Reader Rob Boyd (a Maritzburg College old boy and therefore totally reliable) says when he was at Stellenbosch University in the late 1980s he knew the enigmatic count, who was based at the Hardy Rodenstock Institute in Somerset West.
"I seem to remember him at some of the Junior National Party functions which my whole residence attended liberal or conservative - as it cost R1 a year and there were four cheese-and-wine evenings. So we all went along for the wine."
That explains part of it. For membership of R1 a year, and four cheese and wine parties for free, I'd join the Young Bolsheviks.
And does a pattern emerge here? I don't know what the Hardy Rodenstock Institute is, but Hardy Rodenstock the man is a sometimes controversial German connoisseur of wines of ancient vintage, as well as a dealer and distributor.

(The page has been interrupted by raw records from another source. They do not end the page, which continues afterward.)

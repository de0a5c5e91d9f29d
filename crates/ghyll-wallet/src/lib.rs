//! # ghyll-wallet
//! Named keypair storage and the signing wallet.

pub mod error;
pub mod keystore;
pub mod wallet;

pub use error::WalletError;
pub use keystore::Keystore;
pub use wallet::Wallet;
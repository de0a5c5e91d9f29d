//! File-backed named keystore.
//!
//! Each keypair is stored as lowercase hex secret-scalar material in
//! `<dir>/<name>.key`. The store is intentionally plain: encryption and
//! OS-keychain integration live outside the protocol core.

use std::fs;
use std::path::{Path, PathBuf};

use tracing::info;

use ghyll_core::crypto::KeyPair;

use crate::error::WalletError;

/// A directory of named keypairs.
pub struct Keystore {
    dir: PathBuf,
}

impl Keystore {
    /// Open a keystore rooted at `dir`, creating the directory if needed.
    pub fn open(dir: impl AsRef<Path>) -> Result<Self, WalletError> {
        let dir = dir.as_ref().to_path_buf();
        fs::create_dir_all(&dir).map_err(|e| WalletError::Io(e.to_string()))?;
        Ok(Self { dir })
    }

    /// Generate a fresh keypair under `name`.
    ///
    /// With `persist` the secret material is written to disk and a later
    /// [`load_keypair`](Self::load_keypair) restores it; without, the caller
    /// gets a purely in-memory keypair.
    pub fn generate_keypair(&self, name: &str, persist: bool) -> Result<KeyPair, WalletError> {
        check_name(name)?;
        let keypair = KeyPair::generate();
        if persist {
            let path = self.key_path(name);
            fs::write(&path, hex::encode(keypair.secret_bytes()))
                .map_err(|e| WalletError::Io(e.to_string()))?;
            info!(name, path = %path.display(), "persisted keypair");
        }
        Ok(keypair)
    }

    /// Load the keypair stored under `name`, if any.
    pub fn load_keypair(&self, name: &str) -> Result<Option<KeyPair>, WalletError> {
        check_name(name)?;
        let path = self.key_path(name);
        let text = match fs::read_to_string(&path) {
            Ok(text) => text,
            Err(e) if e.kind() == std::io::ErrorKind::NotFound => return Ok(None),
            Err(e) => return Err(WalletError::Io(e.to_string())),
        };
        let bytes = hex::decode(text.trim())
            .map_err(|e| WalletError::CorruptedKeyFile(e.to_string()))?;
        let secret: [u8; 32] = bytes
            .as_slice()
            .try_into()
            .map_err(|_| WalletError::CorruptedKeyFile("wrong key length".into()))?;
        let keypair = KeyPair::from_secret_bytes(&secret)?;
        Ok(Some(keypair))
    }

    /// Load the keypair under `name`, generating and persisting one if it
    /// does not exist yet.
    pub fn load_or_generate(&self, name: &str) -> Result<KeyPair, WalletError> {
        match self.load_keypair(name)? {
            Some(keypair) => Ok(keypair),
            None => self.generate_keypair(name, true),
        }
    }

    fn key_path(&self, name: &str) -> PathBuf {
        self.dir.join(format!("{name}.key"))
    }
}

fn check_name(name: &str) -> Result<(), WalletError> {
    let ok = !name.is_empty()
        && name
            .chars()
            .all(|c| c.is_ascii_alphanumeric() || c == '-' || c == '_');
    if ok {
        Ok(())
    } else {
        Err(WalletError::InvalidKeyName(name.to_string()))
    }
}
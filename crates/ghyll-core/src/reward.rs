//! Reward schedule and circulating supply.
//!
//! The block subsidy starts at [`SUBSIDY`](crate::constants::SUBSIDY) drips
//! and shrinks every [`HALVING_INTERVAL`](crate::constants::HALVING_INTERVAL)
//! blocks by integer division: the reward for epoch `e` is `SUBSIDY / (1 + e)`.
//! Unlike a shift-based halving this decays harmonically, reaching zero only
//! once the divisor exceeds the subsidy itself.

use crate::constants::{HALVING_INTERVAL, SUBSIDY};

/// The mining reward (in drips) for the block at zero-based `height`.
pub fn block_reward(height: u64) -> u64 {
    SUBSIDY / (1 + height / HALVING_INTERVAL)
}

/// Total drips minted by all blocks below `height`.
///
/// Computed per epoch rather than per block: every height in epoch `e`
/// pays the same reward.
pub fn circulating_supply(height: u64) -> u64 {
    let mut total: u64 = 0;
    let mut epoch: u64 = 0;
    loop {
        let start = epoch * HALVING_INTERVAL;
        if start >= height {
            break;
        }
        let reward = SUBSIDY / (1 + epoch);
        if reward == 0 {
            break;
        }
        let end = ((epoch + 1) * HALVING_INTERVAL).min(height);
        total = total.saturating_add(reward.saturating_mul(end - start));
        epoch += 1;
    }
    total
}
//! Test node construction and convergence polling.

use std::sync::Arc;
use std::time::Duration;

use ghyll_core::crypto::KeyPair;
use ghyll_node_lib::{Node, NodeConfig, NodeRole};
use ghyll_wallet::Wallet;

/// Low difficulty so test mining finishes in milliseconds.
pub const TEST_DIFFICULTY: u32 = 2;

/// A fresh wallet with a random key.
pub fn wallet() -> Wallet {
    Wallet::new(KeyPair::generate())
}

/// Config rooted in its own temp directory.
pub fn test_config(dir: &tempfile::TempDir) -> NodeConfig {
    NodeConfig {
        difficulty: TEST_DIFFICULTY,
        data_dir: dir.path().to_path_buf(),
        ..NodeConfig::default()
    }
}

/// An offline node in a fresh temp directory.
pub fn offline_node() -> (Arc<Node>, tempfile::TempDir) {
    let dir = tempfile::tempdir().unwrap();
    let node = Node::offline(test_config(&dir)).unwrap();
    (node, dir)
}

/// Start a central hub on an ephemeral port.
pub async fn start_central(ping_interval: Duration) -> (Arc<Node>, tempfile::TempDir) {
    let dir = tempfile::tempdir().unwrap();
    let config = NodeConfig {
        role: NodeRole::Central,
        central_port: 0, // resolve to an ephemeral port
        ping_interval,
        ..test_config(&dir)
    };
    let node = Node::start(config).await.unwrap();
    (node, dir)
}

/// Start a peer pointed at a hub on the given port.
pub async fn start_peer(central_port: u16) -> (Arc<Node>, tempfile::TempDir) {
    let dir = tempfile::tempdir().unwrap();
    let config = NodeConfig {
        role: NodeRole::Peer,
        listen_port: 0,
        central_host: "127.0.0.1".to_string(),
        central_port,
        ..test_config(&dir)
    };
    let node = Node::start(config).await.unwrap();
    (node, dir)
}

/// Poll `condition` until it holds or `deadline` passes.
pub async fn converge(deadline: Duration, mut condition: impl FnMut() -> bool) -> bool {
    let start = tokio::time::Instant::now();
    loop {
        if condition() {
            return true;
        }
        if start.elapsed() > deadline {
            return false;
        }
        tokio::time::sleep(Duration::from_millis(50)).await;
    }
}
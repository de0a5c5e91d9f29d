//! Core protocol types: transactions, blocks, UTXOs.
//!
//! All monetary values are in drips (1 GHYLL = 10^8 drips). Hashes are
//! SHA-256 over canonical little-endian byte layouts; variable-length
//! fields (public keys, signatures) are concatenated without length
//! prefixes inside hash pre-images.

use serde::{Deserialize, Serialize};
use sha2::{Digest, Sha256};
use std::fmt;

/// A 32-byte SHA-256 digest.
///
/// Used for transaction hashes, block hashes, and addresses (an address is
/// the double SHA-256 of a public key's raw bytes). Equality is byte-exact.
#[derive(
    Serialize, Deserialize, Clone, Copy, Debug, PartialEq, Eq, Hash, PartialOrd, Ord, Default,
    bincode::Encode, bincode::Decode,
)]
pub struct Hash256(pub [u8; 32]);

impl Hash256 {
    /// The zero hash (32 zero bytes). Used for coinbase outpoints and the
    /// genesis block's previous hash.
    pub const ZERO: Self = Self([0u8; 32]);

    pub fn from_bytes(bytes: [u8; 32]) -> Self {
        Self(bytes)
    }

    pub fn as_bytes(&self) -> &[u8; 32] {
        &self.0
    }

    pub fn is_zero(&self) -> bool {
        self.0 == [0u8; 32]
    }
}

impl fmt::Display for Hash256 {
    fn fmt(&self, f: &mut fmt::Formatter<'_>) -> fmt::Result {
        for byte in &self.0 {
            write!(f, "{byte:02x}")?;
        }
        Ok(())
    }
}

impl From<[u8; 32]> for Hash256 {
    fn from(bytes: [u8; 32]) -> Self {
        Self(bytes)
    }
}

impl AsRef<[u8]> for Hash256 {
    fn as_ref(&self) -> &[u8] {
        &self.0
    }
}

/// An address: the double SHA-256 of a public key's raw bytes.
///
/// Kept as a plain [`Hash256`]; the distinction is one of derivation, not
/// representation.
pub type Address = Hash256;

/// SHA-256 of arbitrary bytes.
pub fn sha256(data: &[u8]) -> Hash256 {
    Hash256(Sha256::digest(data).into())
}

/// SHA-256 applied twice.
pub fn double_sha256(data: &[u8]) -> Hash256 {
    let first = Sha256::digest(data);
    Hash256(Sha256::digest(first).into())
}

/// Reference to a specific output of a previous transaction.
#[derive(
    Serialize, Deserialize, Clone, Copy, Debug, PartialEq, Eq, Hash,
    bincode::Encode, bincode::Decode,
)]
pub struct OutPoint {
    /// Hash of the transaction containing the referenced output.
    pub hash: Hash256,
    /// Index of the output within that transaction.
    pub index: u32,
}

impl OutPoint {
    /// The sentinel outpoint `(zeros, 0)` marking a coinbase input.
    pub fn null() -> Self {
        Self { hash: Hash256::ZERO, index: 0 }
    }

    pub fn is_null(&self) -> bool {
        self.hash.is_zero() && self.index == 0
    }

    /// Canonical encoding: hash ‖ index_le.
    pub fn serialize_into(&self, buf: &mut Vec<u8>) {
        buf.extend_from_slice(self.hash.as_bytes());
        buf.extend_from_slice(&self.index.to_le_bytes());
    }
}

impl fmt::Display for OutPoint {
    fn fmt(&self, f: &mut fmt::Formatter<'_>) -> fmt::Result {
        write!(f, "{}:{}", self.hash, self.index)
    }
}

/// A transaction input, spending a previous output.
///
/// Coinbase inputs carry the null outpoint and an empty signature; their
/// `public_key` field holds the 32-byte miner address so payment history
/// can attribute the reward.
#[derive(
    Serialize, Deserialize, Clone, Debug, PartialEq, Eq,
    bincode::Encode, bincode::Decode,
)]
pub struct TxInput {
    /// The outpoint being spent. Null for coinbase.
    pub previous_output: OutPoint,
    /// SEC1 public key bytes of the spender. Miner address for coinbase.
    pub public_key: Vec<u8>,
    /// ECDSA signature over the outpoint hash. Empty for coinbase.
    pub signature: Vec<u8>,
}

impl TxInput {
    /// A coinbase input attributing the reward to `miner_address`.
    pub fn coinbase(miner_address: Address) -> Self {
        Self {
            previous_output: OutPoint::null(),
            public_key: miner_address.as_bytes().to_vec(),
            signature: Vec::new(),
        }
    }

    /// Canonical encoding: outpoint ‖ public_key ‖ signature.
    pub fn serialize_into(&self, buf: &mut Vec<u8>) {
        self.previous_output.serialize_into(buf);
        buf.extend_from_slice(&self.public_key);
        buf.extend_from_slice(&self.signature);
    }
}

/// A transaction output, creating a new UTXO.
#[derive(
    Serialize, Deserialize, Clone, Copy, Debug, PartialEq, Eq,
    bincode::Encode, bincode::Decode,
)]
pub struct TxOutput {
    /// Value in drips.
    pub value: u64,
    /// Double SHA-256 of the recipient's public key.
    pub address: Address,
}

impl TxOutput {
    /// Canonical encoding: value_le ‖ address.
    pub fn serialize_into(&self, buf: &mut Vec<u8>) {
        buf.extend_from_slice(&self.value.to_le_bytes());
        buf.extend_from_slice(self.address.as_bytes());
    }

    /// SHA-256 of the canonical encoding.
    pub fn hash(&self) -> Hash256 {
        let mut buf = Vec::with_capacity(8 + 32);
        self.serialize_into(&mut buf);
        sha256(&buf)
    }
}

/// A transaction transferring value between addresses.
#[derive(
    Serialize, Deserialize, Clone, Debug, PartialEq, Eq,
    bincode::Encode, bincode::Decode,
)]
pub struct Transaction {
    /// Inputs consuming previous outputs.
    pub inputs: Vec<TxInput>,
    /// New outputs created by this transaction.
    pub outputs: Vec<TxOutput>,
    /// Unix seconds at creation time.
    pub lock_time: u32,
}

impl Transaction {
    /// Canonical encoding: concat(inputs) ‖ concat(outputs) ‖ lock_time_le.
    pub fn serialize_into(&self, buf: &mut Vec<u8>) {
        for input in &self.inputs {
            input.serialize_into(buf);
        }
        for output in &self.outputs {
            output.serialize_into(buf);
        }
        buf.extend_from_slice(&self.lock_time.to_le_bytes());
    }

    /// Compute the transaction hash (SHA-256 of the canonical encoding).
    pub fn hash(&self) -> Hash256 {
        let mut buf = Vec::new();
        self.serialize_into(&mut buf);
        sha256(&buf)
    }

    /// Check if this is a coinbase transaction (single input with the null
    /// outpoint).
    pub fn is_coinbase(&self) -> bool {
        self.inputs.len() == 1 && self.inputs[0].previous_output.is_null()
    }

    /// Sum of all output values. `None` on overflow.
    pub fn total_output_value(&self) -> Option<u64> {
        self.outputs
            .iter()
            .try_fold(0u64, |acc, out| acc.checked_add(out.value))
    }

    /// Structural checks shared by local creation and gossip ingestion:
    /// non-empty inputs and outputs, no zero-value outputs.
    pub fn check_structure(&self) -> Result<(), crate::error::TransactionError> {
        use crate::error::TransactionError;
        if self.inputs.is_empty() || self.outputs.is_empty() {
            return Err(TransactionError::EmptyInputsOrOutputs);
        }
        for (i, out) in self.outputs.iter().enumerate() {
            if out.value == 0 {
                return Err(TransactionError::ZeroValueOutput(i));
            }
        }
        Ok(())
    }
}

/// A complete block.
///
/// `hash` is the stored proof-of-work digest; [`Block::compute_hash`]
/// re-derives it from the other fields.
#[derive(
    Serialize, Deserialize, Clone, Debug, PartialEq, Eq,
    bincode::Encode, bincode::Decode,
)]
pub struct Block {
    /// Unix seconds at assembly time.
    pub timestamp: u32,
    /// Ordered transactions; the coinbase is last.
    pub transactions: Vec<Transaction>,
    /// Proof-of-work nonce.
    pub nonce: u32,
    /// SHA-256 of the canonical encoding.
    pub hash: Hash256,
    /// Hash of the preceding block; all-zeros for genesis.
    pub previous_hash: Hash256,
}

impl Block {
    /// Compute the block hash from its constituent fields.
    ///
    /// Pre-image: previous_hash ‖ timestamp_le ‖ nonce_le ‖ concat(ser(tx)),
    /// transactions in the given order.
    pub fn compute_hash(
        previous_hash: &Hash256,
        timestamp: u32,
        nonce: u32,
        transactions: &[Transaction],
    ) -> Hash256 {
        let mut buf = Vec::new();
        buf.extend_from_slice(previous_hash.as_bytes());
        buf.extend_from_slice(&timestamp.to_le_bytes());
        buf.extend_from_slice(&nonce.to_le_bytes());
        for tx in transactions {
            tx.serialize_into(&mut buf);
        }
        sha256(&buf)
    }

    /// Re-derive this block's hash from its own fields.
    pub fn recompute_hash(&self) -> Hash256 {
        Self::compute_hash(&self.previous_hash, self.timestamp, self.nonce, &self.transactions)
    }

    /// The coinbase transaction (last position), if present.
    pub fn coinbase(&self) -> Option<&Transaction> {
        self.transactions.last().filter(|tx| tx.is_coinbase())
    }
}

/// An entry in the unspent transaction output set.
///
/// Uniquely keyed by `(outpoint_hash, outpoint_index)`.
#[derive(
    Serialize, Deserialize, Clone, Copy, Debug, PartialEq, Eq,
    bincode::Encode, bincode::Decode,
)]
pub struct Utxo {
    /// Hash of the transaction that created the output.
    pub outpoint_hash: Hash256,
    /// Index of the output within that transaction.
    pub outpoint_index: u32,
    /// Value in drips.
    pub value: u64,
    /// Owner address.
    pub address: Address,
}

impl Utxo {
    pub fn outpoint(&self) -> OutPoint {
        OutPoint { hash: self.outpoint_hash, index: self.outpoint_index }
    }
}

So the good count full name Niklas László Ede Almásy de Zsadány et Törökszentmiklós et Czardas has something to do with wine. He possibly owes much of his inspiration to it, as expressed on his website..
Bingo! When he's on pinotage, he was born in Malaga, Spain, the same city as Picasso; when on riesling, he was born prematurely at a house party on a farm in Northern Rhodesia and was put, in a shoebox, into the warming drawer of an Aga stove. When on chardonnay, he was born during floods in Patagonia. And when on muscadel, he was born in the hill country of India during Diwali.
I think we've got your number, Count!
Odd silence
CONFIRMATION is received of the Japanese threat to Durban during World War II, as discussed last week. It comes from none other than the poet laureate of Hillcrest, Ian Gibson.
Writing this time in prose rather than verse, he says his father a veteran of World War I, where he served with the Royal Scots Guards ran a trading store between Mount Ayliff and Mount Frere, in the Eastern Cape.
When World War II broke out he was made a captain in the National Volunteer Reserve. In the early hours one morning, he was summoned to Durban by the military, setting out at 2am.
Months later he told his family what it had been about. A Japanese aircraft carrier had been spotted 180 miles off Durban, supported by a flotilla of other craft.
This ties in with what my late colleague Owen Coetzer once wrote about a Japanese carrier task force headed for Durban to attack the graving dock, but then being diverted to the Battle of Midway in the South Pacific.
"It was a nervy time." says Ian. It certainly must have been. It's odd that this aspect of the war on our doorstep should have remained unknown for so long.
Tailpiece
IT'S THE Last Chance saloon and a young cowboy spots an elderly man at the bar who in his day had been the fastest gun in the West.
"Will that make me a better gunfighter?" |
Last word
Good taste is the worst vice ever invented.